Prince Harry will become the first senior British royal to give evidence in court for 130 years when he testifies next week in his lawsuit against a newspaper group he accuses of phone tapping.
Harry, 38, will testify at London’s High Court as part of the case he and more than 100 other celebrities and high-profile figures have brought against Mirror Group Newspapers (MGN), publisher of the Daily Mirror Sunday Mirror and Sunday People.
It will be the first time a senior royal has given evidence since Edward VII testified as a witness as part of a divorce case in 1870, and 20 years later in a slander trial over a card game.
In his memoir and Netflix documentary series, Harry accused other senior royals of colluding with tabloid newspapers.
David Yelland, a senior communications adviser and a former editor of Rupert Murdoch’s Sun tabloid newspaper – a publication Harry is also suing – warned: “These cases are often a case of mutually assured destruction. I don’t think anyone will get out looking great.”

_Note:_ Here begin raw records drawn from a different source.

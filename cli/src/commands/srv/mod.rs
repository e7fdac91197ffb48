//! # EyeQA HTTP API Server
//!
//! File: cli/src/commands/srv/mod.rs
//! Author: Christi Mahu
//!
//! ## Overview
//!
//! `eyeqa srv` exposes the assistant over a small JSON API so web front ends
//! can use it. Options cover the port (with automatic fallback if it is in
//! use), the host interface and CORS.
//!
//! ## Architecture
//!
//! - `config.rs`: Argument parsing and merging with the `[server]` settings
//! - `handlers.rs`: Request and response types and the route handlers
//! - `server_logic.rs`: Router setup, port selection and graceful shutdown
//!
//! ## Examples
//!
//! ```bash
//! # Serve on the configured address (127.0.0.1:8080 by default)
//! eyeqa srv
//!
//! # Another port and interface, without CORS
//! eyeqa srv --port 9000 --host 0.0.0.0 --no-cors
//!
//! curl -s -X POST localhost:8080/api/ask \
//!      -H 'content-type: application/json' \
//!      -d '{"question": "will it hurt"}'
//! ```
//!
use crate::commands::load_assistant;
use crate::core::error::Result;
use tracing::info;

pub use config::SrvArgs;

pub mod config;
pub mod handlers;
pub mod server_logic;

/// # Handle Server Command (`handle_srv`)
///
/// Loads the assistant, resolves the effective server configuration and runs
/// the server until shutdown.
pub async fn handle_srv(args: SrvArgs) -> Result<()> {
    info!("Handling srv command with args: {:?}", args);

    let (cfg, assistant) = load_assistant(&args.knowledge)?;
    let config = config::ServerConfig::resolve(&args, &cfg.server)?;
    info!("Effective server config: {:?}", config);

    server_logic::run_server(config, assistant).await?;
    Ok(())
}
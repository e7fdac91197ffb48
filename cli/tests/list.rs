//! # EyeQA CLI List Integration Tests
//!
//! File: cli/tests/list.rs
//! Author: Christi Mahu
//!
mod common;
use common::*;
use predicates::prelude::*;

#[test]
fn test_list_builtin_questions() {
    Sandbox::new()
        .cmd()
        .arg("list")
        .assert()
        .success()
        .stdout(predicate::str::contains("what is eye tissue transplantation"))
        .stdout(predicate::str::contains("Found 86 question(s)."));
}

#[test]
fn test_list_one_category() {
    Sandbox::new()
        .cmd()
        .args(["list", "--category", "insurance"])
        .assert()
        .success()
        .stdout(predicate::str::contains("does medicare cover eye transplants"))
        .stdout(predicate::str::contains("will it hurt").not())
        .stdout(predicate::str::contains("Found 10 question(s)."));
}

#[test]
fn test_list_unknown_category_fails() {
    Sandbox::new()
        .cmd()
        .args(["list", "--category", "astrology"])
        .assert()
        .failure()
        .stderr(predicate::str::contains("Unknown category 'astrology'"));
}

#[test]
fn test_list_starter_suggestions() {
    Sandbox::new()
        .cmd()
        .args(["list", "--suggestions"])
        .assert()
        .success()
        .stdout(predicate::str::contains("Who can donate eye tissue?"))
        .stdout(predicate::str::contains("Found 6 suggestion(s)."));
}

#[test]
fn test_list_follow_up_suggestions() {
    Sandbox::new()
        .cmd()
        .args(["list", "-s", "-c", "lifestyle"])
        .assert()
        .success()
        .stdout(predicate::str::contains("Can I play sports after recovery?"))
        .stdout(predicate::str::contains("Found 3 suggestion(s)."));
}
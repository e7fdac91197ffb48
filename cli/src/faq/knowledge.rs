//! # Knowledge Base
//!
//! File: cli/src/faq/knowledge.rs
//!
//! ## Overview
//!
//! The knowledge base is the immutable question/answer table the assistant
//! answers from. It is loaded once at startup, either from the table compiled
//! into the binary (`cli/data/knowledge_base.toml`) or from a TOML file named
//! in the configuration, and then shared read-only.
//!
//! ## File Format
//!
//! ```toml
//! [[entry]]
//! question = "will it hurt"
//! category = "emotional"
//! answer = "Let me ease your mind ..."
//! ```
//!
//! ## Validation
//!
//! Loading fails with an `EyeqaError` when:
//! - the table has no entries
//! - a question or answer is blank
//! - a category name is not a known `CategoryTag`
//! - two questions are equal after normalization (lowercase, trimmed)
//!
use super::category::CategoryTag;
use super::scoring::normalize;
use crate::core::error::{EyeqaError, Result};
use anyhow::Context;
use serde::{Deserialize, Serialize};
use std::collections::HashMap;
use std::{fs, path::Path};
use tracing::{debug, info};

const BUILTIN_TABLE: &str = include_str!("../../data/knowledge_base.toml");

/// One canned question/answer pair.
#[derive(Debug, Clone, PartialEq, Eq, Serialize)]
pub struct KnowledgeEntry {
    /// Lookup key, stored normalized.
    pub canonical_question: String,
    pub answer: String,
    pub category: CategoryTag,
}

impl KnowledgeEntry {
    pub fn new(
        question: impl AsRef<str>,
        answer: impl Into<String>,
        category: CategoryTag,
    ) -> Self {
        Self {
            canonical_question: normalize(question.as_ref()),
            answer: answer.into(),
            category,
        }
    }
}

/// Shape of a knowledge base TOML document.
#[derive(Deserialize, Debug)]
#[serde(deny_unknown_fields)]
struct KnowledgeFile {
    #[serde(default, rename = "entry")]
    entries: Vec<RawEntry>,
}

#[derive(Deserialize, Debug)]
#[serde(deny_unknown_fields)]
struct RawEntry {
    question: String,
    answer: String,
    // Kept as a string so an unknown name is reported as such.
    category: String,
}

/// Immutable, validated question/answer table.
#[derive(Debug, Clone)]
pub struct KnowledgeBase {
    entries: Vec<KnowledgeEntry>,
    index: HashMap<String, usize>,
}

impl KnowledgeBase {
    /// Validates `entries` and builds the exact-match index. Table order is
    /// preserved; it decides ties during scoring.
    pub fn from_entries(entries: Vec<KnowledgeEntry>) -> std::result::Result<Self, EyeqaError> {
        if entries.is_empty() {
            return Err(EyeqaError::KnowledgeBase(
                "the knowledge base contains no entries".to_string(),
            ));
        }

        let mut index = HashMap::with_capacity(entries.len());
        for (position, entry) in entries.iter().enumerate() {
            if entry.canonical_question.is_empty() {
                return Err(EyeqaError::KnowledgeBase(format!(
                    "entry #{} has an empty question",
                    position + 1
                )));
            }
            if entry.answer.trim().is_empty() {
                return Err(EyeqaError::KnowledgeBase(format!(
                    "question '{}' has an empty answer",
                    entry.canonical_question
                )));
            }
            if index
                .insert(entry.canonical_question.clone(), position)
                .is_some()
            {
                return Err(EyeqaError::DuplicateQuestion {
                    question: entry.canonical_question.clone(),
                });
            }
        }

        debug!("Knowledge base indexed with {} entries", entries.len());
        Ok(Self { entries, index })
    }

    /// Parses a TOML knowledge base document.
    pub fn from_toml_str(content: &str) -> std::result::Result<Self, EyeqaError> {
        let file: KnowledgeFile = toml::from_str(content)
            .map_err(|e| EyeqaError::KnowledgeBase(format!("invalid TOML: {}", e)))?;

        let entries = file
            .entries
            .into_iter()
            .map(|raw| -> std::result::Result<KnowledgeEntry, EyeqaError> {
                let category = raw.category.parse::<CategoryTag>()?;
                Ok(KnowledgeEntry::new(raw.question, raw.answer, category))
            })
            .collect::<std::result::Result<Vec<_>, _>>()?;

        Self::from_entries(entries)
    }

    /// The table compiled into the binary.
    pub fn builtin() -> std::result::Result<Self, EyeqaError> {
        Self::from_toml_str(BUILTIN_TABLE)
    }

    /// Reads and parses a knowledge base file.
    pub fn load_from_path(path: &Path) -> Result<Self> {
        info!("Loading knowledge base from: {}", path.display());
        let content = fs::read_to_string(path)
            .with_context(|| format!("Failed to read knowledge base file: {}", path.display()))?;
        Self::from_toml_str(&content)
            .with_context(|| format!("Failed to load knowledge base from: {}", path.display()))
    }

    /// Exact lookup by an already normalized question.
    pub fn lookup(&self, normalized: &str) -> Option<&KnowledgeEntry> {
        self.index.get(normalized).map(|&i| &self.entries[i])
    }

    /// All entries in table order.
    pub fn entries(&self) -> &[KnowledgeEntry] {
        &self.entries
    }

    /// Entries of one category, in table order.
    pub fn in_category(
        &self,
        category: CategoryTag,
    ) -> impl Iterator<Item = &KnowledgeEntry> + '_ {
        self.entries.iter().filter(move |e| e.category == category)
    }

    pub fn len(&self) -> usize {
        self.entries.len()
    }

    #[cfg(test)]
    pub fn is_empty(&self) -> bool {
        self.entries.is_empty()
    }
}

#[cfg(test)]
mod tests {
    use super::*;
    use tempfile::tempdir;

    #[test]
    fn test_builtin_table_loads() {
        let kb = KnowledgeBase::builtin().expect("built-in table must be valid");
        assert_eq!(kb.len(), 86);
        for category in CategoryTag::ALL {
            assert!(
                kb.in_category(category).next().is_some(),
                "no entries for {}",
                category
            );
        }
    }

    #[test]
    fn test_builtin_questions_are_normalized() {
        let kb = KnowledgeBase::builtin().unwrap();
        for entry in kb.entries() {
            assert_eq!(entry.canonical_question, normalize(&entry.canonical_question));
        }
        assert!(kb.lookup("when can i return to work").is_some());
    }

    #[test]
    fn test_lookup_requires_normalized_key() {
        let kb = KnowledgeBase::from_entries(vec![KnowledgeEntry::new(
            "  Will It Hurt ",
            "Not much.",
            CategoryTag::Emotional,
        )])
        .unwrap();
        assert_eq!(kb.lookup("will it hurt").unwrap().answer, "Not much.");
        assert!(kb.lookup("Will It Hurt").is_none());
    }

    #[test]
    fn test_rejects_duplicates_after_normalization() {
        let err = KnowledgeBase::from_entries(vec![
            KnowledgeEntry::new("Can I drive", "a", CategoryTag::Lifestyle),
            KnowledgeEntry::new("can i drive ", "b", CategoryTag::Lifestyle),
        ])
        .unwrap_err();
        assert!(matches!(err, EyeqaError::DuplicateQuestion { ref question } if question == "can i drive"));
    }

    #[test]
    fn test_rejects_empty_table() {
        let err = KnowledgeBase::from_toml_str("").unwrap_err();
        assert!(matches!(err, EyeqaError::KnowledgeBase(_)));
    }

    #[test]
    fn test_rejects_blank_answer() {
        let err = KnowledgeBase::from_entries(vec![KnowledgeEntry::new(
            "q",
            "   ",
            CategoryTag::General,
        )])
        .unwrap_err();
        assert!(err.to_string().contains("empty answer"));
    }

    #[test]
    fn test_rejects_unknown_category() {
        let toml = r#"
            [[entry]]
            question = "what are the success rates"
            category = "statistics"
            answer = "High."
        "#;
        let err = KnowledgeBase::from_toml_str(toml).unwrap_err();
        assert!(matches!(err, EyeqaError::UnknownCategory { ref name } if name == "statistics"));
    }

    #[test]
    fn test_load_from_path() {
        let dir = tempdir().unwrap();
        let path = dir.path().join("kb.toml");
        fs::write(
            &path,
            r#"
            [[entry]]
            question = "What Is A Cornea"
            category = "general"
            answer = "The clear front window of the eye."

            [[entry]]
            question = "how long is recovery"
            category = "recovery"
            answer = "Months."
            "#,
        )
        .unwrap();

        let kb = KnowledgeBase::load_from_path(&path).unwrap();
        assert_eq!(kb.len(), 2);
        assert_eq!(kb.entries()[0].canonical_question, "what is a cornea");
        assert_eq!(kb.in_category(CategoryTag::Recovery).count(), 1);
    }

    #[test]
    fn test_load_from_missing_path_has_context() {
        let dir = tempdir().unwrap();
        let err = KnowledgeBase::load_from_path(&dir.path().join("missing.toml")).unwrap_err();
        assert!(err.to_string().contains("Failed to read knowledge base file"));
    }
}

More than 100 people are suing MGN, with Harry and three others selected as test cases.
The trial, which began last month, heard that MGN journalists or private investigators commissioned by them carried out phone-hacking on an “industrial scale”, and committed other unlawful acts to obtain information about the prince and the other claimants.
Harry accuses his family and their aides of being complicit in leaking negative stories to protect or enhance their reputation. The palace has not commented.